Deterrence and Patient Education
To reduce delirium:
- Promote sleep hygiene
- Mobilize patient early
- Make sure the patient has a hearing aid and glasses
- Manage pain adequately
- Maintain good hydration and nutrition
- Monitor bowel and bladder function
- Try to detect delirium early
- Optimize the environment
- Avoid any type of stress
- Communicate with the patient
- Refer to a specialist ASAP
Enhancing Healthcare Team Outcomes
Delirium is a very common disorder seen in hospitalized patients. Its diagnosis and management are very complex and best done with an interprofessional team that includes a neurologist, psychiatrist, internist, intensivist, and ICU nurses. Nurses are often the first to detect the presence of delirium and should communicate ASAP with the team; because the sooner the condition is managed, the better the outcomes. At the same time, the nurses should maintain a quiet environment for the patient, ensure patient safety, and communicate with the patient and family.
The pharmacist should ensure that the patient is on no medication that causes CNS stimulation. The nurses should continue to promote good sleep, ensure the patient has no pain, and is optimally hydrated.

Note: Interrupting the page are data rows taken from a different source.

//! The Concord review engine.
//!
//! Files are cut into chunks, each chunk is sent to the LLM several times,
//! attempts vote on their findings, and the surviving findings are merged
//! across chunk seams into one [`concord_core::FileResult`] per file. A
//! bounded scheduler fans this out over a batch while the progress store
//! checkpoints every finished file so an interrupted batch can be resumed.
//!
//! - [`llm`]: gateway trait and OpenAI-compatible client
//! - [`prompt`]: prompt construction and tolerant response parsing
//! - [`validate`]: deterministic line-count checks
//! - [`attempt`]: repeated, individually bounded LLM calls per chunk
//! - [`consensus`]: voting across attempts
//! - [`merge`]: cross-chunk merging
//! - [`orchestrator`]: the per-file state machine
//! - [`scheduler`]: bounded concurrency over files
//! - [`state`]: durable check progress
//! - [`runner`]: start and resume checks end to end

pub mod attempt;
pub mod consensus;
pub mod llm;
pub mod merge;
pub mod orchestrator;
pub mod progress;
pub mod prompt;
pub mod provider;
pub mod runner;
pub mod scheduler;
pub mod state;
pub mod validate;

pub use llm::{LlmClient, LlmGateway};
pub use orchestrator::{Collaborators, FileChecker};
pub use progress::{ProgressEvent, ProgressSink};
pub use provider::{RuleProvider, RuleSet};
pub use runner::{CheckOutcome, CheckRunner};
pub use scheduler::{Scheduler, StopHandle};
pub use state::ProgressStore;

The main treatment for delirium is based on non-pharmacologic interventions because there are no medications FDA-approved. The modifiable factors as medication, infection, environmental factors, and reduced sensory input are the cornerstone of the management.
The Hospital Elder Life Program (HELP) reduced the incidence in elderly patients. These interventions include the decrease of environmental disturbances, including the use of sleep masks and hearing aids to keep an area dark and quiet at night to enhance sleep, which nursing and other ancillary staff can work to ensure are in place, in coordination with the treating clinician.
Pharmacological agents are used for severe adverse behavior. There should be open communication between the members of the interprofessional team to ensure that the patient is receiving goal-directed treatment. [Level 5]
The overall prognosis for patients with delirium is guarded.